7. A mechanism for controlling the intake valve of an internal combustion engine comprising:

a cam;

a rocker;

a stopper; and

a joining mechanism joining the rocker and the stopper,

wherein the cam is formed on a crank shaft, the cam having a substantially elliptical configuration, the rocker is able to rock about an axis through its center, one side of the rocker having two arms forming a “V” shape, said two arms engaging the cam, the other side of the rocker having only one arm, a first cooperating part, a second cooperating part, and a third cooperating part being formed in the end of said only one arm, from bottom to top, the joining mechanism including a bottom plate, a spiral spring having a spring constant, a lower cooperating unit, a first connection element, an upper cooperating unit and a second connection element, the bottom plate being free with respect to a cylinder wall, the spiral spring being pressed between the lower cooperating unit and the bottom plate and the spring constant of the spiral spring being comparatively small, the upper end of the stopper passing through an opening centered in the bottom plate and the inner hole of the spiral spring and being mounted on the lower cooperating unit, the lower cooperating unit and the upper cooperating unit being assembled together by means of the first connection element, the upper cooperating unit being capable of sliding with respect to the first connection element, the upper cooperating unit and the bottom plate being mounted together by means of the second connection element,

whereby at the initial position of each cycle, the cam engages one arm of the two arms in the rocker, the first cooperating unit of the rocker engages the upper cooperating part, and the second cooperating part of the rocker engages the lower cooperating part; accompanying the rotation of the cam, the rocker rocks, the second cooperating part downwardly presses the lower cooperating unit so that the whole of the joining mechanism moves downwardly to push the stopper for opening the intake valve, the third cooperating part shifts to engage the upper cooperating part; accompanying the continued rotation of the cam, the other arm of the two arms engages the cam, the rocker racks in a reverse direction, the third cooperating part upwardly pushes the upper cooperating unit so that the intake valve is closed, and the first cooperating part returns to engage the upper cooperating unit.

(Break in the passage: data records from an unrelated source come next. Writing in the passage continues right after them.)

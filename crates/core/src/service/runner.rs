//! Conversion service implementation.

use chrono::{DateTime, Utc};
use std::collections::{BTreeSet, HashMap};
use std::path::{Path, PathBuf};
use std::sync::atomic::{AtomicU32, Ordering};
use std::sync::Arc;
use tokio::sync::RwLock;
use tokio_util::sync::CancellationToken;
use tracing::{debug, info, warn};
use uuid::Uuid;

use crate::catalog::{self, Category, Format};
use crate::config::Config;
use crate::engine::EngineRegistry;
use crate::metrics;
use crate::pathfinder::{Pathfinder, Plan, RoutingError};
use crate::pipeline::{ExecutionOutcome, ExecutionProgress, ExecutionRequest, PipelineExecutor};
use crate::queue::{PoolStatus, TaskHandle, TaskOutcome, TaskQueue, TaskStatus};

use super::output::resolve_output_path;
use super::types::{ConversionRequest, ServiceError, Task, TaskEvent, TaskEventCallback};

/// Mutable part of a task record.
struct RecordState {
    status: TaskStatus,
    message: Option<String>,
    error: Option<String>,
    finished_at: Option<DateTime<Utc>>,
}

/// A task as tracked by the service.
struct TaskRecord {
    id: String,
    input_path: PathBuf,
    output_path: PathBuf,
    source_category: Category,
    target_format: Format,
    plan: Plan,
    created_at: DateTime<Utc>,
    /// f32 bits, written from the synchronous progress callback.
    progress: AtomicU32,
    state: RwLock<RecordState>,
}

impl TaskRecord {
    fn progress(&self) -> f32 {
        f32::from_bits(self.progress.load(Ordering::Relaxed))
    }

    fn set_progress(&self, fraction: f32) {
        self.progress.store(fraction.to_bits(), Ordering::Relaxed);
    }

    async fn set_status(&self, status: TaskStatus, message: &str) {
        let mut state = self.state.write().await;
        state.status = status;
        state.message = Some(message.to_string());
    }

    async fn finish(&self, outcome: &TaskOutcome, fraction: f32, message: &str) {
        self.set_progress(fraction);
        let mut state = self.state.write().await;
        state.status = outcome.status();
        state.message = Some(message.to_string());
        state.finished_at = Some(Utc::now());
        if let TaskOutcome::Failed(error) = outcome {
            state.error = Some(error.clone());
        }
    }

    async fn status(&self) -> TaskStatus {
        self.state.read().await.status
    }

    fn event(&self, status: TaskStatus, fraction: f32, message: impl Into<String>) -> TaskEvent {
        TaskEvent {
            task_id: self.id.clone(),
            fraction,
            status,
            message: message.into(),
        }
    }

    async fn snapshot(&self) -> Task {
        let state = self.state.read().await;
        Task {
            id: self.id.clone(),
            input_path: self.input_path.clone(),
            output_path: self.output_path.clone(),
            source_category: self.source_category,
            target_format: self.target_format.clone(),
            plan: self.plan.clone(),
            status: state.status,
            progress: self.progress(),
            message: state.message.clone(),
            error: state.error.clone(),
            created_at: self.created_at,
            finished_at: state.finished_at,
        }
    }
}
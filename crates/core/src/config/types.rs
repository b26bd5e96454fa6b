use serde::{Deserialize, Serialize};

use crate::catalog::{Bridge, BridgeTable};
use crate::engine::EnginesConfig;
use crate::pipeline::PipelineConfig;
use crate::queue::QueueConfig;

/// Root configuration
#[derive(Debug, Clone, Default, Deserialize, Serialize)]
pub struct Config {
    #[serde(default)]
    pub queue: QueueConfig,
    #[serde(default)]
    pub pipeline: PipelineConfig,
    #[serde(default)]
    pub engines: EnginesConfig,
    #[serde(default)]
    pub routing: RoutingConfig,
    #[serde(default)]
    pub logging: LoggingConfig,
}

/// Routing configuration
#[derive(Debug, Clone, Default, Deserialize, Serialize)]
pub struct RoutingConfig {
    /// Bridges added to the standard table. An entry for an existing
    /// category pair replaces that pair's bridge format.
    #[serde(default)]
    pub extra_bridges: Vec<Bridge>,
}

impl RoutingConfig {
    /// The standard bridge table extended with `extra_bridges`.
    pub fn bridge_table(&self) -> BridgeTable {
        self.extra_bridges
            .iter()
            .cloned()
            .fold(BridgeTable::standard(), BridgeTable::with_bridge)
    }
}

/// Logging configuration
#[derive(Debug, Clone, Deserialize, Serialize)]
pub struct LoggingConfig {
    /// Default filter directive, overridden by `RUST_LOG`
    #[serde(default = "default_log_level")]
    pub level: String,
    #[serde(default)]
    pub format: LogFormat,
}

impl Default for LoggingConfig {
    fn default() -> Self {
        Self {
            level: default_log_level(),
            format: LogFormat::default(),
        }
    }
}

fn default_log_level() -> String {
    "info".to_string()
}

#[derive(Debug, Clone, Copy, Default, PartialEq, Eq, Deserialize, Serialize)]
#[serde(rename_all = "snake_case")]
pub enum LogFormat {
    #[default]
    Pretty,
    Json,
}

8. The mechanism according to claim 7 wherein the lower cooperating unit includes an intermediate support, a lower roller seat, a lower roller, said intermediate support including a hole for mounting the end of the stopper around its central axis, the lower roller seat being formed on an upper surface of the intermediate support, a lower roller being provided in the lower roller seat, the second cooperating part engaging the lower roller,

and wherein the upper cooperating unit includes an upper roller seat, an upper roller and a top plate, an upper roller being provided in the upper roller seat, the upper roller being exposed out of the bottom of the upper roller seat for cooperating with the first cooperating part or third cooperating part, the top plate being covered on the upper roller seat, the first connection elements being two pins whose longitudinal section is trapezoidally shaped, the first connection elements passing through holes provided in the intermediate support, the lower roller seat, the upper roller seat and the top plate so as to connect them together, the second connection element being two bolts which pass through the bolt holes provided in the top plate and the bottom plate so as to connect them together.

9. The mechanism according to claim 7 wherein rollers are provided in the end of the two arms of the rocker.